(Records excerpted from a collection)
((

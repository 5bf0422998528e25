use super::board::Board;
use super::player::Player;
use super::rules::WinningLine;

/// A column played by a player. Recorded moves are never changed.
#[derive(Debug, Clone, Copy, PartialEq, Eq, serde::Serialize, serde::Deserialize)]
pub struct Move {
    pub column: usize,
    pub player: Player,
}

#[derive(Debug, Clone, Copy, PartialEq, Eq, serde::Serialize, serde::Deserialize)]
pub enum GameOutcome {
    InProgress,
    Win(Player),
    Draw,
}

impl GameOutcome {
    pub fn is_terminal(self) -> bool {
        !matches!(self, GameOutcome::InProgress)
    }
}

/// Where the controller is in a turn.
///
/// `MoveInFlight` is held while a move is being applied; no other move is
/// accepted until it resolves.
#[derive(Debug, Clone, Copy, PartialEq, Eq)]
pub enum Phase {
    AwaitingPlayerMove,
    AwaitingAiMove,
    MoveInFlight,
    GameOver(GameOutcome),
}

impl Phase {
    pub fn is_over(self) -> bool {
        matches!(self, Phase::GameOver(_))
    }
}

/// Everything a renderer needs to draw the game after a state change.
#[derive(Debug, Clone, Copy, PartialEq, Eq)]
pub struct Snapshot {
    pub board: Board,
    pub winning_line: Option<WinningLine>,
    pub turn: Player,
    pub outcome: GameOutcome,
}

impl Snapshot {
    pub fn initial() -> Self {
        Snapshot {
            board: Board::new(),
            winning_line: None,
            turn: Player::Human,
            outcome: GameOutcome::InProgress,
        }
    }
}

/// One applied move and the state it produced.
#[derive(Debug, Clone, Copy, PartialEq, Eq)]
pub struct Transition {
    pub mv: Move,
    pub row: usize,
    pub snapshot: Snapshot,
}

#[cfg(test)]
mod tests {
    use super::*;

    #[test]
    fn test_outcome_terminal() {
        assert!(!GameOutcome::InProgress.is_terminal());
        assert!(GameOutcome::Win(Player::Ai).is_terminal());
        assert!(GameOutcome::Draw.is_terminal());
    }

    #[test]
    fn test_initial_snapshot() {
        let snapshot = Snapshot::initial();
        assert_eq!(snapshot.board, Board::new());
        assert_eq!(snapshot.turn, Player::Human);
        assert_eq!(snapshot.outcome, GameOutcome::InProgress);
        assert!(snapshot.winning_line.is_none());
    }

    #[test]
    fn test_phase_is_over() {
        assert!(Phase::GameOver(GameOutcome::Draw).is_over());
        assert!(!Phase::MoveInFlight.is_over());
    }
}
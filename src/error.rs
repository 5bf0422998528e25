use std::path::PathBuf;

/// Rejected game operations. None of these are fatal: the operation is
/// refused and the game state is left exactly as it was.
#[derive(Debug, Clone, Copy, PartialEq, Eq, thiserror::Error)]
pub enum GameError {
    #[error("column {column} is full")]
    ColumnFull { column: usize },

    #[error("position (column {column}, row {row}) is outside the board")]
    InvalidPosition { column: usize, row: usize },

    #[error("it is not your turn")]
    NotYourTurn,

    #[error("the game is already over")]
    GameAlreadyOver,
}

/// Errors that can occur while loading or saving win/loss statistics.
#[derive(Debug, thiserror::Error)]
pub enum StatsError {
    #[error("failed to read stats from {path}: {source}")]
    Read {
        path: PathBuf,
        source: std::io::Error,
    },

    #[error("failed to write stats to {path}: {source}")]
    Write {
        path: PathBuf,
        source: std::io::Error,
    },

    #[error("JSON error: {0}")]
    Json(#[from] serde_json::Error),
}

/// Errors that can occur when loading configuration.
#[derive(Debug, thiserror::Error)]
pub enum ConfigError {
    #[error("failed to read config file {path}: {source}")]
    FileRead {
        path: PathBuf,
        source: std::io::Error,
    },

    #[error("failed to parse TOML: {0}")]
    TomlParse(#[from] toml::de::Error),

    #[error("config validation error: {0}")]
    Validation(String),
}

))

Give back, word for word, only the lines above from the line holding "pub enum StatsError" to the line holding "pub enum ConfigError", both included.

pub enum StatsError {
    #[error("failed to read stats from {path}: {source}")]
    Read {
        path: PathBuf,
        source: std::io::Error,
    },

    #[error("failed to write stats to {path}: {source}")]
    Write {
        path: PathBuf,
        source: std::io::Error,
    },

    #[error("JSON error: {0}")]
    Json(#[from] serde_json::Error),
}

/// Errors that can occur when loading configuration.
#[derive(Debug, thiserror::Error)]
pub enum ConfigError {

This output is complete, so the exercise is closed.